There is very little evidence on the effects of corporate ownership on physician practice styles, costs, or quality of care, compared to more traditional private ownership models such as partnerships wholly-owned by doctors [10]. In the U.S. there is a trend for physician practices to be owned by larger private hospital groups, commercial Health Maintenance Organisations or Accountable Care Organisations. These practices are larger, have lower use of quality improvement initiatives compared to federally-run practices (but higher than physician-owned practices), have similar levels of four cardiovascular preventive care measures, and provide lower value healthcare compared to federally run-practices and community health centres [23,[25], [26], [27]]. In the UK, patient satisfaction and continuity of care were lower at practices that were limited companies [7]. These studies did not examine aspects of organisational efficiency or physician wellbeing. In New Zealand, for-profit practices served younger and less vulnerable populations, charged higher fees, were less integrated into community planning, had more written policies, and employed less experienced GPs, compared to community owned primary care practices [8,9,19], providing some evidence on effects on costs and methods to raise revenue. In Australia, one study found no association between the quality of diabetes management between corporates and non-corporates [16].

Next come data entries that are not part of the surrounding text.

//! Kurento Media Server gateway
//!
//! Speaks the Kurento JSON-RPC 2.0 protocol over a WebSocket control channel:
//!
//! ```text
//! -> {"jsonrpc":"2.0","id":1,"method":"create","params":{"type":"MediaPipeline",...}}
//! <- {"jsonrpc":"2.0","id":1,"result":{"value":"<pipeline id>","sessionId":"..."}}
//! <- {"jsonrpc":"2.0","method":"onEvent","params":{"value":{"type":"IceCandidateFound",...}}}
//! ```
//!
//! One background task reads the socket and resolves pending requests or
//! routes `onEvent` notifications to the endpoint that subscribed; a second
//! task owns the write half.

use async_trait::async_trait;
use futures::{SinkExt, StreamExt};
use parking_lot::Mutex;
use serde_json::{json, Value};
use std::collections::HashMap;
use std::sync::atomic::{AtomicBool, AtomicU64, Ordering};
use std::sync::{Arc, Weak};
use std::time::Duration;
use tokio::sync::{mpsc, oneshot};
use tokio_tungstenite::tungstenite::Message;
use tracing::{debug, info, trace, warn};

use super::{CandidateStream, MediaClient, MediaEndpoint, MediaGateway, MediaPipeline};
use crate::config::MediaServerConfig;
use crate::error::{AppError, Result};
use crate::signaling::IceCandidate;

const ICE_CANDIDATE_FOUND: &str = "IceCandidateFound";

type PendingMap = HashMap<u64, oneshot::Sender<Result<Value>>>;

/// Gateway that lazily connects to Kurento and reconnects after a drop
pub struct KurentoGateway {
    config: MediaServerConfig,
    client: tokio::sync::Mutex<Option<Arc<KurentoClient>>>,
}

impl KurentoGateway {
    pub fn new(config: MediaServerConfig) -> Self {
        Self {
            config,
            client: tokio::sync::Mutex::new(None),
        }
    }

    /// Connect with bounded retries and exponential backoff
    async fn connect_with_retry(&self) -> Result<Arc<KurentoClient>> {
        let mut delay = self.config.retry_backoff();
        let mut attempt = 0;

        loop {
            match KurentoClient::connect(&self.config.url, self.ping_interval()).await {
                Ok(client) => return Ok(Arc::new(client)),
                Err(e) if attempt < self.config.connect_retries => {
                    attempt += 1;
                    warn!(
                        "Media server connection failed ({}), retry {}/{} in {:?}",
                        e, attempt, self.config.connect_retries, delay
                    );
                    tokio::time::sleep(delay).await;
                    delay = delay.saturating_mul(2);
                }
                Err(e) => return Err(e),
            }
        }
    }

    fn ping_interval(&self) -> Option<Duration> {
        match self.config.ping_interval_secs {
            0 => None,
            secs => Some(Duration::from_secs(secs)),
        }
    }
}

#[async_trait]
impl MediaGateway for KurentoGateway {
    async fn connect(&self) -> Result<Arc<dyn MediaClient>> {
        let mut slot = self.client.lock().await;

        if let Some(client) = slot.as_ref() {
            if client.is_connected() {
                return Ok(client.clone());
            }
            info!("Media server connection lost, reconnecting");
        }

        let client = self.connect_with_retry().await?;
        *slot = Some(client.clone());
        Ok(client)
    }
}

struct ClientInner {
    outbound: mpsc::UnboundedSender<Message>,
    pending: Mutex<PendingMap>,
    /// Object id -> candidate channel of the endpoint that subscribed
    listeners: Mutex<HashMap<String, mpsc::UnboundedSender<IceCandidate>>>,
    session_id: Mutex<Option<String>>,
    next_id: AtomicU64,
    connected: AtomicBool,
}

impl ClientInner {
    /// Fail everything in flight and close all candidate streams
    fn shutdown(&self, reason: &str) {
        self.connected.store(false, Ordering::SeqCst);
        let pending: Vec<_> = self.pending.lock().drain().collect();
        for (_, tx) in pending {
            let _ = tx.send(Err(AppError::GatewayUnavailable(reason.to_string())));
        }
        self.listeners.lock().clear();
    }

    fn handle_frame(&self, text: &str) {
        let frame: Value = match serde_json::from_str(text) {
            Ok(v) => v,
            Err(e) => {
                warn!("Invalid frame from media server: {}", e);
                return;
            }
        };

        if let Some(id) = frame.get("id").and_then(Value::as_u64) {
            if frame.get("result").is_some() || frame.get("error").is_some() {
                self.resolve(id, frame);
                return;
            }
        }

        match frame.get("method").and_then(Value::as_str) {
            Some("onEvent") => self.dispatch_event(&frame["params"]["value"]),
            Some(other) => debug!("Ignoring media server request: {}", other),
            None => trace!("Ignoring unmatched media server frame"),
        }
    }

    fn resolve(&self, id: u64, mut frame: Value) {
        let Some(tx) = self.pending.lock().remove(&id) else {
            trace!("Response for unknown request {}", id);
            return;
        };

        let outcome = if let Some(error) = frame.get("error") {
            let message = error
                .get("message")
                .and_then(Value::as_str)
                .unwrap_or("unknown media server error");
            Err(AppError::MediaNegotiationFailed(message.to_string()))
        } else {
            let result = frame["result"].take();
            if let Some(session) = result.get("sessionId").and_then(Value::as_str) {
                let mut session_id = self.session_id.lock();
                if session_id.as_deref() != Some(session) {
                    debug!("Media server session: {}", session);
                    *session_id = Some(session.to_string());
                }
            }
            Ok(result)
        };

        let _ = tx.send(outcome);
    }

    fn dispatch_event(&self, event: &Value) {
        if event.get("type").and_then(Value::as_str) != Some(ICE_CANDIDATE_FOUND) {
            trace!("Ignoring media server event: {}", event["type"]);
            return;
        }

        let object = event
            .get("object")
            .or_else(|| event["data"].get("source"))
            .and_then(Value::as_str);
        let Some(object) = object else {
            warn!("IceCandidateFound event without source object");
            return;
        };

        let candidate: IceCandidate = match serde_json::from_value(event["data"]["candidate"].clone()) {
            Ok(c) => c,
            Err(e) => {
                warn!("Malformed candidate from media server: {}", e);
                return;
            }
        };

        let mut listeners = self.listeners.lock();
        if let Some(tx) = listeners.get(object) {
            if tx.send(candidate).is_err() {
                listeners.remove(object);
            }
        }
    }
}

/// Connected Kurento control channel
#[derive(Clone)]
pub struct KurentoClient {
    inner: Arc<ClientInner>,
}

/// Removes the pending slot if the caller stops waiting (e.g. on timeout)
struct PendingGuard<'a> {
    pending: &'a Mutex<PendingMap>,
    id: u64,
}

impl Drop for PendingGuard<'_> {
    fn drop(&mut self) {
        self.pending.lock().remove(&self.id);
    }
}

impl KurentoClient {
    /// Open the control WebSocket and start the reader/writer tasks
    pub async fn connect(url: &str, ping_interval: Option<Duration>) -> Result<Self> {
        let (ws, _) = tokio_tungstenite::connect_async(url)
            .await
            .map_err(|e| AppError::GatewayUnavailable(format!("{}: {}", url, e)))?;
        info!("Connected to media server at {}", url);

        let (mut sink, mut stream) = ws.split();
        let (outbound, mut outbound_rx) = mpsc::unbounded_channel::<Message>();

        let inner = Arc::new(ClientInner {
            outbound,
            pending: Mutex::new(HashMap::new()),
            listeners: Mutex::new(HashMap::new()),
            session_id: Mutex::new(None),
            next_id: AtomicU64::new(1),
            connected: AtomicBool::new(true),
        });

        // Writer
        let writer_inner = Arc::downgrade(&inner);
        tokio::spawn(async move {
            while let Some(msg) = outbound_rx.recv().await {
                if let Err(e) = sink.send(msg).await {
                    warn!("Media server write failed: {}", e);
                    if let Some(inner) = writer_inner.upgrade() {
                        inner.shutdown("media server write failed");
                    }
                    break;
                }
            }
            let _ = sink.close().await;
        });

        // Reader
        let reader_inner = Arc::downgrade(&inner);
        tokio::spawn(async move {
            while let Some(msg) = stream.next().await {
                let Some(inner) = reader_inner.upgrade() else {
                    return;
                };
                match msg {
                    Ok(Message::Text(text)) => inner.handle_frame(&text),
                    Ok(Message::Close(_)) => break,
                    Ok(_) => {}
                    Err(e) => {
                        warn!("Media server read failed: {}", e);
                        break;
                    }
                }
            }
            if let Some(inner) = reader_inner.upgrade() {
                warn!("Media server connection closed");
                inner.shutdown("media server connection closed");
            }
        });

        if let Some(interval) = ping_interval {
            spawn_keepalive(Arc::downgrade(&inner), interval);
        }

        Ok(Self { inner })
    }

    pub fn is_connected(&self) -> bool {
        self.inner.connected.load(Ordering::SeqCst)
    }

    /// Send a request and wait for its result object
    async fn request(&self, method: &str, mut params: Value) -> Result<Value> {
        if !self.is_connected() {
            return Err(AppError::GatewayUnavailable(
                "media server connection closed".to_string(),
            ));
        }

        if let Some(session) = self.inner.session_id.lock().clone() {
            params["sessionId"] = Value::String(session);
        }

        let id = self.inner.next_id.fetch_add(1, Ordering::Relaxed);
        let (tx, rx) = oneshot::channel();
        self.inner.pending.lock().insert(id, tx);
        let _guard = PendingGuard {
            pending: &self.inner.pending,
            id,
        };
        if !self.is_connected() {
            return Err(AppError::GatewayUnavailable(
                "media server connection closed".to_string(),
            ));
        }

        let frame = json!({
            "jsonrpc": "2.0",
            "id": id,
            "method": method,
            "params": params,
        });
        trace!("-> {}", frame);

        self.inner
            .outbound
            .send(Message::Text(frame.to_string()))
            .map_err(|_| AppError::GatewayUnavailable("media server writer stopped".to_string()))?;

        rx.await.map_err(|_| {
            AppError::GatewayUnavailable("media server connection closed".to_string())
        })?
    }

    async fn create(&self, kind: &str, constructor_params: Value) -> Result<String> {
        let result = self
            .request(
                "create",
                json!({
                    "type": kind,
                    "constructorParams": constructor_params,
                    "properties": {},
                }),
            )
            .await?;
        object_value(&result, "create")
    }

    async fn invoke(&self, object: &str, operation: &str, params: Value) -> Result<Value> {
        let result = self
            .request(
                "invoke",
                json!({
                    "object": object,
                    "operation": operation,
                    "operationParams": params,
                }),
            )
            .await?;
        Ok(result.get("value").cloned().unwrap_or(Value::Null))
    }

    async fn release_object(&self, object: &str) -> Result<()> {
        self.inner.listeners.lock().remove(object);
        self.request("release", json!({ "object": object })).await?;
        Ok(())
    }
}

There have been several attempts to summarise the issues and measure prevalence in Australia [10,14,15,21]. There are no administrative data on the number and type of GP practices in Australia [10]. The total number of general practices was estimated to be 8,147 in 2019 but there remain no other data on the total number of general practices in Australia [28]. The Department of Health [12] used self-reported corporate ownership and matching using contact details, Australian Company Number, and owner/trading names to determine if practices were ‘associated’ with one another, since multiple practices can be owned or partly owned by the same business entity. Data from surveys showed that around 12% of GPs worked in corporate practices in 2010/11 and around eight percent in 2011/12 [5]. Later surveys suggested this had reached 13.5% by 2015 [15]. The most recent survey data in 2020 found that 16% of GPs work in corporate practices [35], though this was based on a small and unrepresentative sample.

The aim of this paper is to fill the gaps in evidence by examining the association between being in a corporate medical group and a range of outcome measures organized into five broad groups: GP wellbeing, workload, patient access, organizational efficiency and service quality.